И все ахнули. Людям не нравится об этом думать, но как сказал Несвященый Стивен Тайлер:
Ladies hold the aces
And their lovers call it passion
The men call it pleasure
But to me it’s old-fashioned
Times they’re a changin’
Nothin’ ever stands still
If I don’t stop changin’
I’ll be writin’ my will
It’s the same old story
Never get a second chance
For a dance to the top of the hill
У женщин в рукавах козыри
А их любовники зовут это страстью
Мужчины зовут это наслаждением
Но для меня это старомодно
Времена меняются
Ничто не стоит на месте
Если я не прекращу меняться
То буду писать завещание
Все та же история
Никогда не будет второго шанса
Танцевать на вершине холма
Я бегу по тому кругу в Санапи, а мимо бежит человек в другую сторону.
Женский голос:
– Эй, а я вас знаю.
Я:
– Неужели?
Я ухожу со съемочной площадки «Доброе утро, Америка» после очередного притворно-интимного интервью. Я иду в туалет, а за мной идет какой-то маленький говнюк. Господи! Я мочусь в писсуар: «Эй, приятель…» И поток тут же перекрывается. В смысле, как мне ссать, когда у парня, стоящего рядом со мной, внутреннее кровотечение и он тоже не сможет поссать? Мои нервы просто сдали, и из меня ничего не вышло, поэтому я направляюсь в кабинку, чтобы закончить дело. Я закрываю дверь, и у меня по спине пробегает дрожь, потому что наконец-то на меня никто не смотрит, никто меня не трогает. Я в этой комнатке наедине с моим одиночеством… и в этот блаженный момент я думаю: «Наконец-то ты в гармонии». А потом с вершины кабинки доносится женский голос: «Можно мне ваш автограф?» Я поворачиваюсь на середине дела и ссу прямо на нее. И в тот безумный момент, пока мы оба истекаем моей жидкостью, я осознаю, что жизнь – зассанство, а ты в ней – ссыкун.

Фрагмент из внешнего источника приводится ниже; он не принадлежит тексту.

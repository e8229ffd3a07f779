//! Frame rendering for the SSD1306 panel: border plus cursor square,
//! flushed once per iteration.

use crate::state::BorderStyle;
use embedded_graphics::pixelcolor::BinaryColor;
use embedded_graphics::prelude::*;
use embedded_graphics::primitives::{PrimitiveStyle, Rectangle};
use ssd1306::mode::BufferedGraphicsMode;
use ssd1306::prelude::*;
use ssd1306::{I2CDisplayInterface, Ssd1306};

pub const WIDTH: i32 = 128;
pub const HEIGHT: i32 = 64;

/// Edge length of the filled cursor square.
pub const CURSOR_SIZE: i32 = 8;

type PanelDisplay = Ssd1306<
    I2CInterface<arduino_hal::I2c>,
    DisplaySize128x64,
    BufferedGraphicsMode<DisplaySize128x64>,
>;

pub struct Panel {
    display: PanelDisplay,
}

impl Panel {
    pub fn new(i2c: arduino_hal::I2c) -> Self {
        let interface = I2CDisplayInterface::new(i2c);
        let mut display = Ssd1306::new(interface, DisplaySize128x64, DisplayRotation::Rotate0)
            .into_buffered_graphics_mode();
        display.init().ok();
        Self { display }
    }

    /// Draw one frame: background, border per the current style, cursor
    /// square at the mapped position, then flush to the panel.
    pub fn draw_frame(&mut self, border: BorderStyle, x: i32, y: i32) {
        self.display.clear_buffer();
        self.draw_border(border);
        Rectangle::new(
            Point::new(x, y),
            Size::new(CURSOR_SIZE as u32, CURSOR_SIZE as u32),
        )
        .into_styled(PrimitiveStyle::with_fill(BinaryColor::On))
        .draw(&mut self.display)
        .ok();
        self.display.flush().ok();
    }

    fn draw_border(&mut self, border: BorderStyle) {
        match border {
            BorderStyle::None => {}
            BorderStyle::Simple => {
                self.stroke_rect(3, 3, 122, 60);
            }
            BorderStyle::Double => {
                self.stroke_rect(3, 3, 122, 60);
                self.stroke_rect(5, 5, 118, 54);
            }
        }
    }

    fn stroke_rect(&mut self, x: i32, y: i32, w: u32, h: u32) {
        Rectangle::new(Point::new(x, y), Size::new(w, h))
            .into_styled(PrimitiveStyle::with_stroke(BinaryColor::On, 1))
            .draw(&mut self.display)
            .ok();
    }
}
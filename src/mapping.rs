//! Pure mapping from joystick readings to actuator intensities and screen
//! coordinates.

/// Full-scale analog reading (12-bit domain).
pub const MAX_READING: u16 = 4095;

/// Rest position of either axis.
pub const CENTER: u16 = 2048;

/// Largest intensity the actuator output accepts.
pub const MAX_INTENSITY: u16 = 4095;

/// One pair of raw axis readings, produced fresh every loop iteration.
#[derive(Clone, Copy)]
pub struct JoystickSample {
    pub x: u16,
    pub y: u16,
}

/// Everything the control loop derives from one sample.
pub struct DerivedOutputs {
    pub intensity_x: u16,
    pub intensity_y: u16,
    pub screen_x: i32,
    pub screen_y: i32,
}

/// Brightness from the deviation off center: zero at rest, clamped full
/// scale at either extreme. Readings equally far above or below center give
/// the same intensity.
pub fn intensity_from_reading(reading: u16) -> u16 {
    let offset = (reading as i32 - CENTER as i32).unsigned_abs();
    (offset * 2).min(MAX_INTENSITY as u32) as u16
}

/// Linear, inverted position map: a reading above center moves the cursor
/// toward lower coordinates, a reading at center lands on `origin`.
pub fn position_from_reading(reading: u16, origin: i32) -> i32 {
    origin + (CENTER as i32 - reading as i32) * origin / CENTER as i32
}

/// Default (centered) coordinate for a cursor of `size` pixels on an axis
/// of `extent` pixels.
pub const fn centered_origin(extent: i32, size: i32) -> i32 {
    (extent - size) / 2
}

pub fn derive(sample: JoystickSample, origin_x: i32, origin_y: i32) -> DerivedOutputs {
    DerivedOutputs {
        intensity_x: intensity_from_reading(sample.x),
        intensity_y: intensity_from_reading(sample.y),
        screen_x: position_from_reading(sample.x, origin_x),
        screen_y: position_from_reading(sample.y, origin_y),
    }
}

#[cfg(test)]
mod tests {
    use super::*;

    #[test]
    fn intensity_is_zero_at_center() {
        assert_eq!(intensity_from_reading(CENTER), 0);
    }

    #[test]
    fn intensity_is_symmetric_around_center() {
        for delta in [1u16, 17, 256, 1000, 2047] {
            assert_eq!(
                intensity_from_reading(CENTER - delta),
                intensity_from_reading(CENTER + delta)
            );
        }
    }

    #[test]
    fn intensity_clamps_at_the_extreme() {
        // |0 - 2048| * 2 == 4096, one past the actuator maximum.
        assert_eq!(intensity_from_reading(0), MAX_INTENSITY);
        assert_eq!(intensity_from_reading(MAX_READING), 4094);
    }

    #[test]
    fn center_reading_lands_on_the_origin() {
        assert_eq!(position_from_reading(CENTER, 60), 60);
        assert_eq!(position_from_reading(CENTER, 28), 28);
    }

    #[test]
    fn extreme_readings_reach_the_axis_edges() {
        // Reading 0 (stick fully low) pushes toward the high edge.
        assert_eq!(position_from_reading(0, 60), 120);
        // Reading 4095 (stick fully high) pushes toward the low edge.
        assert_eq!(position_from_reading(MAX_READING, 60), 1);
    }

    #[test]
    fn centered_origin_matches_the_frame_geometry() {
        assert_eq!(centered_origin(128, 8), 60);
        assert_eq!(centered_origin(64, 8), 28);
    }

    #[test]
    fn derive_combines_both_axes() {
        let outputs = derive(JoystickSample { x: CENTER, y: 0 }, 60, 28);
        assert_eq!(outputs.intensity_x, 0);
        assert_eq!(outputs.intensity_y, MAX_INTENSITY);
        assert_eq!(outputs.screen_x, 60);
        assert_eq!(outputs.screen_y, 56);
    }
}
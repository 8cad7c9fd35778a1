use crate::app::{App, PatchSource};
use crate::config::Config;
use crate::ui;
use ratatui::{backend::TestBackend, buffer::Buffer, style::Modifier, Terminal};
use tandem_core::{DiffSession, ViewMode};

const PATCH: &str = "\
diff --git a/greet.py b/greet.py
index 5d1c0aa..9e2b7f1 100644
--- a/greet.py
+++ b/greet.py
@@ -1,5 +1,4 @@
 def greet(name):
-    print(\"hi\")
-    print(name)
+    print(f\"hi {name}\")
     return None
 # end
@@ -20,2 +19,3 @@ def main():
     greet(\"a\")
+    greet(\"b\")
     greet(\"c\")
diff --git a/logo.png b/logo.png
index 3333333..4444444 100644
Binary files a/logo.png and b/logo.png differ
";

fn make_app(view_mode: ViewMode) -> App {
    let session = DiffSession::from_patch(PATCH, view_mode).expect("patch parses");
    App::new(session, PatchSource::Stdin, &Config::default())
}

fn render_buffer(app: &mut App, width: u16, height: u16) -> Buffer {
    let backend = TestBackend::new(width, height);
    let mut terminal = Terminal::new(backend).expect("terminal");
    terminal.draw(|frame| ui::draw(frame, app)).expect("draw");
    terminal.backend().buffer().clone()
}

fn buffer_text(buf: &Buffer) -> Vec<String> {
    let mut lines = Vec::new();
    for y in 0..buf.area.height {
        let mut line = String::new();
        for x in 0..buf.area.width {
            line.push_str(buf[(x, y)].symbol());
        }
        lines.push(line);
    }
    lines
}

#[test]
fn test_split_render_aligns_replacement() {
    let mut app = make_app(ViewMode::SideBySide);
    let lines = buffer_text(&render_buffer(&mut app, 80, 14));

    assert!(lines[0].contains("greet.py"));
    assert!(lines[0].contains("+2"));
    assert!(lines[0].contains("[1/2]"));

    // Body starts on row 1; aligned row 2 pairs the first deletion
    // with its replacement
    let row = &lines[3];
    assert!(row.contains("print(\"hi\")"), "{row}");
    assert!(row.contains("print(f\"hi {name}\")"), "{row}");
    assert!(row.contains('▶'), "caret marker on the new column");

    let padded = &lines[4];
    assert!(padded.contains("print(name)"), "{padded}");
    assert!(padded.contains("╱╱╱"), "padding under the replacement");

    let status = &lines[13];
    assert!(status.contains("SPLIT"));
    assert!(status.contains("block 1/2"));
    assert!(status.contains("row 3/10"));
}

#[test]
fn test_split_extent_marker_on_unfocused_column() {
    let mut app = make_app(ViewMode::SideBySide);
    let lines = buffer_text(&render_buffer(&mut app, 80, 14));

    // Old column gutter of rows inside the current block
    assert!(lines[3].starts_with('▌'), "{}", lines[3]);
    assert!(lines[4].starts_with('▌'), "{}", lines[4]);
    assert!(lines[5].starts_with(' '), "{}", lines[5]);
}

#[test]
fn test_combined_render_shows_signs() {
    let mut app = make_app(ViewMode::Combined);
    let text = buffer_text(&render_buffer(&mut app, 80, 16));

    let deleted = text
        .iter()
        .find(|line| line.contains("-    print(\"hi\")"))
        .expect("deleted line rendered");
    assert!(deleted.starts_with('▶'));
    assert!(text.iter().any(|line| line.contains("+    print(f\"hi {name}\")")));
    assert!(text.iter().any(|line| line.contains("@@ -20,2 +19,3 @@ def main():")));
    assert!(!text.join("\n").contains('╱'));

    let status = &text[15];
    assert!(status.contains("COMBINED"));
    assert!(status.contains("row 3/11"));
}

#[test]
fn test_combined_without_line_numbers() {
    let mut app = make_app(ViewMode::Combined);
    app.line_numbers = false;
    let lines = buffer_text(&render_buffer(&mut app, 60, 16));

    assert!(lines[3].starts_with("▶-    print(\"hi\")"), "{}", lines[3]);
}

#[test]
fn test_selection_is_reversed() {
    let mut app = make_app(ViewMode::Combined);
    app.toggle_selection();
    let buf = render_buffer(&mut app, 80, 16);

    // Gutter is 11 columns wide; caret row 2 sits on screen row 3
    let cell = &buf[(11, 3)];
    assert_eq!(cell.symbol(), "-");
    assert!(cell.modifier.contains(Modifier::REVERSED));
    assert!(!buf[(11, 4)].modifier.contains(Modifier::REVERSED));
}

#[test]
fn test_binary_file_placeholder() {
    let mut app = make_app(ViewMode::SideBySide);
    app.next_file();
    let text = buffer_text(&render_buffer(&mut app, 80, 14)).join("\n");

    assert!(text.contains("logo.png"));
    assert!(text.contains("Binary file (not shown)"));
    assert!(text.contains("block -/-"));
}

#[test]
fn test_status_shows_mapped_selection() {
    let mut app = make_app(ViewMode::SideBySide);
    app.map_selection();
    let lines = buffer_text(&render_buffer(&mut app, 80, 14));

    assert!(lines[13].contains("lines 5-5 (old -, new 2)"), "{}", lines[13]);
}

#[test]
fn test_help_popover() {
    let mut app = make_app(ViewMode::Combined);
    app.show_help = true;
    let text = buffer_text(&render_buffer(&mut app, 80, 24)).join("\n");

    assert!(text.contains(" Help "));
    assert!(text.contains("Next/prev block"));
    assert!(text.contains("Prev/next file"));
}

Одиночество – это мир сам по себе.
Стервозная фанатка:
– Фу!
Лучшая подруга стервозной фанатки:
– Пусть закончит. Это же бунт!
Это ян ини, если можно так назвать. Другая сторона свободной, кинетической, блестящей энергии! Это глубокая пустота, тихая игровая площадка. В этой безэховой комнате моего сознания я могу говорить все, о чем думаю, потому что меня не прерывают невежественные ублюдки – иначе известные как драгоценные дети Господа.
И ох уж эти СМИ…
Стервозная фанатка:
– Боже! Так он еще и не будет играть эту старую песню!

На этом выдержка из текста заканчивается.